*** TASK DATA

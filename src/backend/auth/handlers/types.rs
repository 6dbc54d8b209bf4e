/**
 * Authentication Handler Types
 *
 * Request and response bodies for registration, login and the current-user
 * lookup. Request fields are all optional so a missing field surfaces as a
 * field error rather than a deserialization failure.
 */

use serde::{Deserialize, Serialize};

/// Registration request
#[derive(Deserialize, Serialize, Debug, Default)]
#[serde(rename_all = "camelCase", default)]
pub struct RegisterRequest {
    pub first_name: Option<String>,
    pub last_name: Option<String>,
    pub email: Option<String>,
    /// Plain text; hashed before storage
    pub password: Option<String>,
    /// `YYYY-MM-DD` or an RFC 3339 timestamp
    pub birthday: Option<String>,
    pub gender: Option<String>,
}

/// Login request
#[derive(Deserialize, Serialize, Debug, Default)]
#[serde(default)]
pub struct LoginRequest {
    pub email: Option<String>,
    pub password: Option<String>,
}

/// Returned by registration and login
#[derive(Serialize, Deserialize, Debug)]
pub struct TokenResponse {
    /// Bearer token, valid for one hour
    pub token: String,
}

******

▶ EXERCISE DIRECTIONS: Each entry should be duplicated exactly as it was given.

▶ WRITTEN REPLY:
filename src/backend/auth/handlers/types.rs
repository 6dbc54d8b209bf4e
/**
 * Authentication Handler Types
 *
 * Request and response bodies for registration, login and the current-user
 * lookup. Request fields are all optional so a missing field surfaces as a
 * field error rather than a deserialization failure.
 */

use serde::{Deserialize, Serialize};

/// Registration request
#[derive(Deserialize, Serialize, Debug, Default)]
#[serde(rename_all = "camelCase", default)]
pub struct RegisterRequest {
    pub first_name: Option<String>,
    pub last_name: Option<String>,
    pub email: Option<String>,
    /// Plain text; hashed before storage
    pub password: Option<String>,
    /// `YYYY-MM-DD` or an RFC 3339 timestamp
    pub birthday: Option<String>,
    pub gender: Option<String>,
}

/// Login request
#[derive(Deserialize, Serialize, Debug, Default)]
#[serde(default)]
pub struct LoginRequest {
    pub email: Option<String>,
    pub password: Option<String>,
}

/// Returned by registration and login
#[derive(Serialize, Deserialize, Debug)]
pub struct TokenResponse {
    /// Bearer token, valid for one hour
    pub token: String,
}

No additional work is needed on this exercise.